Scribe et Word : un flux de révision aller-retour via le docx

Les éditeurs, collaborateurs et maisons d'édition n'acceptent souvent que Word (ou ses équivalents). Cet article explique le pont docx entre Scribe et Word, le contrôle de version entre les cycles de révision, et quand quitter Word pour revenir du côté Markdown.

Scribe et Word : un flux de révision aller-retour via le docx

Quel que soit l’outil qu’un auteur utilise pour écrire, Microsoft Word reste, en 2026, le « format intermédiaire » le plus courant dans les flux de travail d’édition et de publication. Les éditeurs acquéreurs, les rédacteurs, les agents littéraires, les co-auteurs, les processus de révision internes des maisons d’édition traditionnelles — la plupart traitent encore le .docx comme la lingua franca. Même si vous écrivez en Markdown depuis des années, même si vous prévoyez de vous auto-éditer et de contourner les canaux traditionnels, dès que votre pipeline implique une autre personne, le docx est difficile à éviter. « Word » dans cet article couvre également les outils comparables capables de lire et d’écrire le docx — LibreOffice Writer, Apple Pages, Google Docs, WPS — leur modèle de collaboration et les limites du docx sont partagés.

Scribe writing environment
Catalpas Atelier Scribe

Catalpas Atelier Scribe ne vise pas à remplacer Word, et n’essaie pas de rivaliser avec les fonctionnalités de collaboration de Word. Dans ce pipeline, Scribe possède « le côté auteur : la prose et le livre fini », et Word, du côté de l’éditeur, possède « les commentaires, les révisions, le suivi du processus ». Les deux côtés échangent le manuscrit via le docx. La question n’est pas « quel outil » — c’est « quand est-ce que je confie le manuscrit au docx, et quand est-ce que je le récupère ? »
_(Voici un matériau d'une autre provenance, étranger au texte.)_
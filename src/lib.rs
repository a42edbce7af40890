//! symtable: a single-threaded symbol table mapping string keys to values,
//! with a bucketed hash store and a linked-list store behind one interface.
//!
//! Internal Design:
//!
//! Summary
//! - Goal: one observable contract ([`SymbolTable`]) with two backings that
//!   can be swapped at build time without callers noticing.
//! - Layers:
//!   - `chain`: a generational arena (`slotmap`) of bindings threaded into
//!     singly-linked chains by arena key. Owns every key copy.
//!   - [`HashSymTable`]: a bucket array of chain heads; bucket count drawn
//!     from a fixed sequence of primes ([`hash::BUCKET_COUNTS`]).
//!   - [`ListSymTable`]: one chain head.
//!
//! Constraints
//! - Single-threaded: no internal locking. Callers sharing a table must
//!   serialize access themselves.
//! - Keys are unique by content; `put` never overwrites, `replace` never
//!   inserts.
//! - Mutations are atomic: a failed `put` leaves the table untouched.
//! - New bindings are prepended to their chain, so enumeration within a chain
//!   is most-recently-inserted first. The hash store enumerates buckets in
//!   index order.
//!
//! Hashing and growth
//! - `h = h * 65599 + byte` over `u64`, wrapping; bucket is `h % buckets`.
//! - Each binding stores its full hash, so chain scans compare hashes before
//!   keys and growth never rehashes a key.
//! - By default the bucket count is fixed at creation
//!   ([`GrowthPolicy::Fixed`]). [`GrowthPolicy::LoadFactor`] opts into
//!   moving to the next prime once the load factor is exceeded.
//!
//! Notes and non-goals
//! - Values are opaque: the table never inspects them. To leave ownership
//!   with the caller, store `&T` or `Rc<T>`.
//! - The visitor passed to `map`/`for_each` holds the table exclusively, so
//!   it cannot insert or remove during traversal.
//! - No persistence, no iteration order guarantees across growth.

mod chain;
pub mod config;
pub mod error;
pub mod hash;
mod hash_table;
mod list_table;
mod table_proptest;

// Public surface
pub use chain::Iter;
pub use config::{GrowthPolicy, SymTableBuilder, TableConfig};
pub use error::{AllocError, InsertError};
pub use hash_table::HashSymTable;
pub use list_table::ListSymTable;

/// The store selected at build time: the hash store unless the `list`
/// feature is enabled.
#[cfg(not(feature = "list"))]
pub type DefaultSymTable<V> = HashSymTable<V>;
#[cfg(feature = "list")]
pub type DefaultSymTable<V> = ListSymTable<V>;

/// Operations shared by every symbol table store.
///
/// Dropping a table releases every binding and key copy it owns; values are
/// dropped as ordinary Rust values.
pub trait SymbolTable<V>: Sized {
    /// Create an empty table, reporting failure to allocate its storage.
    fn try_new() -> Result<Self, AllocError>;

    /// Number of bindings.
    fn len(&self) -> usize;

    fn is_empty(&self) -> bool {
        self.len() == 0
    }

    /// Bind `key` to `value` if `key` is not already bound. On any error
    /// the table is unchanged.
    fn put(&mut self, key: &str, value: V) -> Result<(), InsertError>;

    /// Swap the value bound to `key`, returning the previous one. Absent
    /// keys leave the table unchanged and yield `None`.
    fn replace(&mut self, key: &str, value: V) -> Option<V>;

    fn contains(&self, key: &str) -> bool;

    fn get(&self, key: &str) -> Option<&V>;

    fn get_mut(&mut self, key: &str) -> Option<&mut V>;

    /// Unbind `key`, returning its value.
    fn remove(&mut self, key: &str) -> Option<V>;

    /// Call `apply(key, value, extra)` once per binding in enumeration
    /// order.
    fn map<C, F>(&mut self, apply: F, extra: &mut C)
    where
        C: ?Sized,
        F: FnMut(&str, &mut V, &mut C);

    /// [`map`](Self::map) without an extra argument.
    fn for_each<F>(&mut self, mut f: F)
    where
        F: FnMut(&str, &mut V),
    {
        self.map(|k, v, _: &mut ()| f(k, v), &mut ());
    }

    /// Bindings in enumeration order.
    fn iter(&self) -> Iter<'_, V>;

    /// `put` each pair in order, skipping keys that are already bound.
    /// Returns how many bindings were added.
    fn put_all<'k, I>(&mut self, pairs: I) -> Result<usize, InsertError>
    where
        I: IntoIterator<Item = (&'k str, V)>,
    {
        let mut added = 0;
        for (key, value) in pairs {
            match self.put(key, value) {
                Ok(()) => added += 1,
                Err(InsertError::DuplicateKey) => {}
                Err(e) => return Err(e),
            }
        }
        Ok(added)
    }

    /// Tear the table down.
    fn destroy(self) {
        drop(self);
    }
}
// Symbol table property tests (public API only).
//
// Property 1: uniqueness. After a successful put(k, v1), put(k, v2) fails and
//  get(k) still yields v1.
// Property 2: length consistency. len() == successful puts - successful
//  removes, and replace() never changes it.
// Property 3: enumeration completeness. iter() and for_each() visit each live
//  key exactly once.
use proptest::prelude::*;
use std::collections::BTreeSet;
use symtable::{HashSymTable, InsertError, ListSymTable, SymbolTable};

fn check_uniqueness<T: SymbolTable<u32>>(mut t: T, key: &str, v1: u32, v2: u32) -> Result<(), TestCaseError> {
    prop_assert_eq!(t.put(key, v1), Ok(()));
    prop_assert_eq!(t.put(key, v2), Err(InsertError::DuplicateKey));
    prop_assert_eq!(t.get(key), Some(&v1));
    prop_assert_eq!(t.len(), 1);
    Ok(())
}

fn check_length<T: SymbolTable<u32>>(mut t: T, ops: &[(u8, u8)]) -> Result<(), TestCaseError> {
    let (mut puts, mut removes) = (0usize, 0usize);
    for &(op, k) in ops {
        let key = format!("k{}", k % 16);
        match op % 3 {
            0 => puts += usize::from(t.put(&key, u32::from(k)).is_ok()),
            1 => removes += usize::from(t.remove(&key).is_some()),
            _ => {
                let before = t.len();
                let _ = t.replace(&key, 0);
                prop_assert_eq!(t.len(), before);
            }
        }
        prop_assert_eq!(t.len(), puts - removes);
    }
    Ok(())
}

fn check_enumeration<T: SymbolTable<u32>>(mut t: T, keys: &BTreeSet<String>) -> Result<(), TestCaseError> {
    for (i, k) in keys.iter().enumerate() {
        t.put(k, i as u32).unwrap();
    }
    let iterated: Vec<&str> = t.iter().map(|(k, _)| k).collect();
    prop_assert_eq!(iterated.len(), keys.len());
    let as_set: BTreeSet<String> = iterated.iter().map(|k| k.to_string()).collect();
    prop_assert_eq!(&as_set, keys);

    let mut visited = Vec::new();
    t.for_each(|k, _| visited.push(k.to_string()));
    prop_assert_eq!(visited.len(), keys.len());
    prop_assert_eq!(visited.into_iter().collect::<BTreeSet<_>>(), as_set);
    Ok(())
}

proptest! {
    #[test]
    fn prop_uniqueness(key in ".{0,12}", v1 in any::<u32>(), v2 in any::<u32>()) {
        check_uniqueness(HashSymTable::new(), &key, v1, v2)?;
        check_uniqueness(ListSymTable::new(), &key, v1, v2)?;
    }

    #[test]
    fn prop_length_consistency(ops in proptest::collection::vec((any::<u8>(), any::<u8>()), 0..200)) {
        check_length(HashSymTable::new(), &ops)?;
        check_length(ListSymTable::new(), &ops)?;
    }

    #[test]
    fn prop_enumeration_completeness(keys in proptest::collection::btree_set("[a-z]{0,6}", 0..64)) {
        check_enumeration(HashSymTable::new(), &keys)?;
        check_enumeration(ListSymTable::new(), &keys)?;
    }
}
La réalité : les collaborateurs n’acceptent que le docx

Pour les auteurs indépendants, accepter cela coûte moins cher que de lutter contre. Même lorsque l’éditeur avec qui vous travaillez est techniquement compétent et pourrait en principe lire le Markdown, au moment où vous êtes réellement en phase de révision, ce dont il a besoin n’est pas une capacité de lecture — c’est l’ensemble du rituel de collaboration Suivi des modifications + Commentaires construit autour de Word. Markdown n’a pas de système de révision visuelle aussi mature. Les marqueurs de style CriticMarkup peuvent fonctionner dans un petit cercle, mais ils ne peuvent pas offrir « je veux que mon éditeur acquéreur lise toutes les révisions de mon livre en deux heures ».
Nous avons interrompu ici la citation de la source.